Une revue bimestrielle, exigeante et accessible, au croisement entre le monde de la recherche et les associations de terrain.
Si vos pas vous conduisent un jour au Chili ou au Japon, vous y apprendrez, mi-effrayé mi-incrédule, que la terre tremble constamment dans les entrailles de ces territoires à haute magnitude sismique. La réalité géopolitique de notre époque n’est, hélas, guère différente, nourrie de failles de plus en plus béantes.
En un an et demi, l’épicentre du séisme a bougé. D’Ukraine, il s’est déplacé en Israël-Palestine, dans la résurgence la plus meurtrière d’un conflit interminable, aux répliques à la mesure de la violence déployée. Lestée des identifications militantes et personnelles que ce conflit mobilise depuis longtemps, la séquence ouverte par le massacre du 7 octobre a fait vaciller la concorde, déjà ténue, de nos sociétés démocratiques.
Les élections européennes du 9 juin auront révélé toute l’ampleur de l’abcès, attisé par ce tonnerre pas si lointain. La passion triste pour une « guerre des civilisations » devient fonds de commerce électoral et, plus grave, prétexte à une sourde guerre de tous contre tous. Aux uns, l’anathème d’islamophobie – il fallait, en plus, que la religion s’en mêle. Aux autres, l’accusation d’antisémitisme – parfois avéré, aussi, souvent, instrumentalisé. D’un scrutin à l’autre, la campagne des législatives, menée sous le spectre du RN, n’a pas davantage résisté à ces inquisitions croisées.

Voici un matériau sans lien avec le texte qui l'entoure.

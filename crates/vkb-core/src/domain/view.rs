//! Render state owned by the keyboard controller.
//!
//! The controller keeps one [`ButtonView`] per key code and updates it in
//! place on every state change.  A presentation layer (the WebSocket
//! service, a test, a terminal UI) only ever reads this structure; it never
//! has to search a widget tree to find the button for a code.

use std::collections::HashMap;

use crate::layout::Layout;

/// What a single on-screen key currently looks like.
#[derive(Debug, Clone, PartialEq, Eq)]
pub struct ButtonView {
    /// The text drawn on the key.
    pub label: String,
    /// Whether the key is highlighted (held, or caps-lock on).
    pub active: bool,
}

/// The whole keyboard's render state.
#[derive(Debug, Clone)]
pub struct KeyboardView {
    /// Key codes per visual row, in table order.
    rows: Vec<Vec<&'static str>>,
    /// Render handle for every key code in the layout.
    buttons: HashMap<&'static str, ButtonView>,
}

impl KeyboardView {
    /// Builds one row per run of equal `row` values and one blank button per
    /// descriptor.  Labels are filled in by the controller's first refresh.
    pub fn build(layout: &Layout) -> Self {
        let rows = layout
            .rows()
            .into_iter()
            .map(|row| row.iter().map(|key| key.code).collect())
            .collect();
        let buttons = layout
            .keys()
            .iter()
            .map(|key| {
                (
                    key.code,
                    ButtonView {
                        label: String::new(),
                        active: false,
                    },
                )
            })
            .collect();
        Self { rows, buttons }
    }

    /// Key codes grouped by row.
    pub fn rows(&self) -> &[Vec<&'static str>] {
        &self.rows
    }

    /// Returns the render handle for `code`, if the layout has that key.
    pub fn button(&self, code: &str) -> Option<&ButtonView> {
        self.buttons.get(code)
    }

    pub(crate) fn button_mut(&mut self, code: &str) -> Option<&mut ButtonView> {
        self.buttons.get_mut(code)
    }

    /// Iterates `(code, button)` in layout order.
    pub fn iter(&self) -> impl Iterator<Item = (&'static str, &ButtonView)> + '_ {
        self.rows
            .iter()
            .flatten()
            .filter_map(move |code| self.buttons.get(code).map(|b| (*code, b)))
    }

    /// Codes of every highlighted key, in layout order.
    pub fn active_codes(&self) -> Vec<&'static str> {
        self.iter().filter(|(_, b)| b.active).map(|(code, _)| code).collect()
    }
}

#[cfg(test)]
mod tests {
    use super::*;

    #[test]
    fn test_build_mirrors_layout_rows() {
        // Arrange
        let layout = Layout::standard();

        // Act
        let view = KeyboardView::build(&layout);

        // Assert
        assert_eq!(view.rows().len(), 5);
        assert_eq!(view.rows()[0][0], "Backquote");
        assert_eq!(view.rows()[4].last(), Some(&"ControlRight"));
        assert_eq!(view.iter().count(), layout.len());
    }

    #[test]
    fn test_build_starts_with_nothing_active() {
        let view = KeyboardView::build(&Layout::standard());
        assert!(view.active_codes().is_empty());
    }

    #[test]
    fn test_button_lookup_unknown_code_is_none() {
        let view = KeyboardView::build(&Layout::standard());
        assert!(view.button("F13").is_none());
        assert!(view.button("KeyA").is_some());
    }
}
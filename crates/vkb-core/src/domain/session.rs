//! A keyboard paired with the text it has typed.
//!
//! [`TypingSession`] is what a page (or the WebSocket service) drives: every
//! input event is forwarded to the controller, and on a "down" event
//! (`keydown` / `mousedown`) for a known key the key is also committed into
//! the text buffer.  Committing after the state change means a Shift press
//! that arrives together with a letter already affects that letter.

use std::sync::Arc;

use crate::domain::event::EventKind;
use crate::domain::keyboard::VirtualKeyboard;
use crate::domain::text::TextBuffer;
use crate::layout::Layout;
use crate::store::LanguageStore;

pub struct TypingSession {
    keyboard: VirtualKeyboard,
    text: TextBuffer,
}

impl TypingSession {
    /// Wraps an existing controller with an empty text buffer.
    pub fn new(keyboard: VirtualKeyboard) -> Self {
        Self {
            keyboard,
            text: TextBuffer::new(),
        }
    }

    /// Builds a controller over `layout` and wraps it.
    pub fn with_layout(layout: Layout, store: Arc<dyn LanguageStore>) -> Self {
        Self::new(VirtualKeyboard::new(layout, store))
    }

    /// Handles one input event.
    ///
    /// Returns `true` if `code` is a key of the layout (whether or not it
    /// typed anything), `false` if the event was ignored.
    pub fn handle(&mut self, code: &str, kind: EventKind) -> bool {
        if !self.keyboard.layout().contains(code) {
            return false;
        }
        self.keyboard.change_state(code, kind);
        if kind.is_commit() {
            self.keyboard.commit(code, &mut self.text);
        }
        true
    }

    pub fn keyboard(&self) -> &VirtualKeyboard {
        &self.keyboard
    }

    /// The text typed so far.
    pub fn text(&self) -> &str {
        self.text.as_str()
    }

    /// Empties the text buffer without touching keyboard state.
    pub fn clear_text(&mut self) {
        self.text.clear();
    }
}

// ── Tests ─────────────────────────────────────────────────────────────────────
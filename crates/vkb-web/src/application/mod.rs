//! Application layer for vkb-web.
//!
//! Knows *what* to do with a browser message (feed it to the typing session,
//! produce the reply) but not *how* messages travel; sockets and task
//! spawning live in the infrastructure layer.

pub mod keyboard_service;

pub use keyboard_service::{
    apply_browser_msg, browser_msg_type_name, layout_message, state_message, LANGUAGE_HINT,
};
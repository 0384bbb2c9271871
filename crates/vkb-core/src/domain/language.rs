//! Keyboard layout language.

use std::fmt;
use std::str::FromStr;

use serde::{Deserialize, Serialize};
use thiserror::Error;

/// The active layout variant selecting which glyph table is used.
#[derive(Debug, Clone, Copy, PartialEq, Eq, Hash, Default, Serialize, Deserialize)]
#[serde(rename_all = "lowercase")]
pub enum Language {
    /// English (QWERTY).
    #[default]
    En,
    /// Russian (ЙЦУКЕН).
    Ru,
}

/// Returned when a string is neither `"en"` nor `"ru"`.
#[derive(Debug, Error, PartialEq, Eq)]
#[error("unknown language tag: {0:?}")]
pub struct UnknownLanguage(pub String);

impl Language {
    /// The tag used in storage and on the wire.
    pub fn as_str(self) -> &'static str {
        match self {
            Language::En => "en",
            Language::Ru => "ru",
        }
    }

    /// Returns the other language.
    pub fn toggled(self) -> Self {
        match self {
            Language::En => Language::Ru,
            Language::Ru => Language::En,
        }
    }
}

impl fmt::Display for Language {
    fn fmt(&self, f: &mut fmt::Formatter<'_>) -> fmt::Result {
        f.write_str(self.as_str())
    }
}

impl FromStr for Language {
    type Err = UnknownLanguage;

    fn from_str(s: &str) -> Result<Self, Self::Err> {
        match s {
            "en" => Ok(Language::En),
            "ru" => Ok(Language::Ru),
            other => Err(UnknownLanguage(other.to_string())),
        }
    }
}

#[cfg(test)]
mod tests {
    use super::*;

    #[test]
    fn test_default_language_is_en() {
        assert_eq!(Language::default(), Language::En);
    }

    #[test]
    fn test_toggled_flips_both_ways() {
        assert_eq!(Language::En.toggled(), Language::Ru);
        assert_eq!(Language::Ru.toggled(), Language::En);
    }

    #[test]
    fn test_parse_accepts_storage_tags() {
        assert_eq!("en".parse::<Language>(), Ok(Language::En));
        assert_eq!("ru".parse::<Language>(), Ok(Language::Ru));
    }

    #[test]
    fn test_parse_rejects_unknown_tag() {
        // Tags are case-sensitive, matching what is written to storage.
        assert!("RU".parse::<Language>().is_err());
        assert!("".parse::<Language>().is_err());
    }

    #[test]
    fn test_display_matches_as_str() {
        assert_eq!(Language::Ru.to_string(), "ru");
    }
}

Incongru ou risqué, un dossier de la Revue Projet consacré au devenir du monde arabe n’allait pas de soi dans un tel climat. Ce choix ne doit pourtant rien au hasard, ni à la seule satisfaction d’aller à contre-courant. Un an après le 7 octobre, il était temps de faire entendre cette autre rive de la Méditerranée, que beaucoup voudraient voir loin ou « ailleurs » et qui nous regarde de si près. Car c’est bien la raison d’être de notre revue que de prospecter des langages communs.
Combien avons-nous été à croire ensemble en la promesse des Printemps arabes ? Une décennie plus tard, nous semblons l’avoir oublié. Comme nous avons oublié toutes ces voix porteuses d’avenir, en Tunisie, en Algérie et au Proche-Orient, qui ont heureusement survécu à notre amnésie. Ces petites pierres pèsent peu devant le gouffre creusé entre les suppliciés des kibboutz et les Gazaouis bombardés. Elles n’en sont pas moins essentielles à la patiente restauration d’une convergence qui se nomme humanité.
La leçon vaut entre ici et là-bas. Elle vaut de même au sein de nos sociétés traversées de clivages, d’inégalités et de méfiances mutuelles. Ici aussi, des fils de langage devront se retisser contre les confusions les plus délétères. Non, « sionisme » ne signifie pas en soi « colonialisme », tout comme la « cause palestinienne » ne se réduit pas à du « djihadisme ». Non, encore, la « critique du gouvernement israélien » n’équivaut en rien à de l’« antisémitisme ». Non, toujours, les situations d’oppression ou de danger sécuritaire n’exonèrent pas les recours à la barbarie. Non, enfin, les compassions les plus sincères n’autorisent pas amalgames et injures.
Alors, revenons à l’olivier, arbre symbolique pour les peuples méditerranéens : « Le portrait, quand il s’agit de l’olivier, n’est ni vert ni argent ; l’olivier est couleur de paix, si la paix avait encore besoin d’une couleur. »1
1 Mahmoud Darwish, cité dans Jean-Pierre Sonnet, Revenir à l’olivier. Pour une théologie méditerranéenne, Lessius, 2022.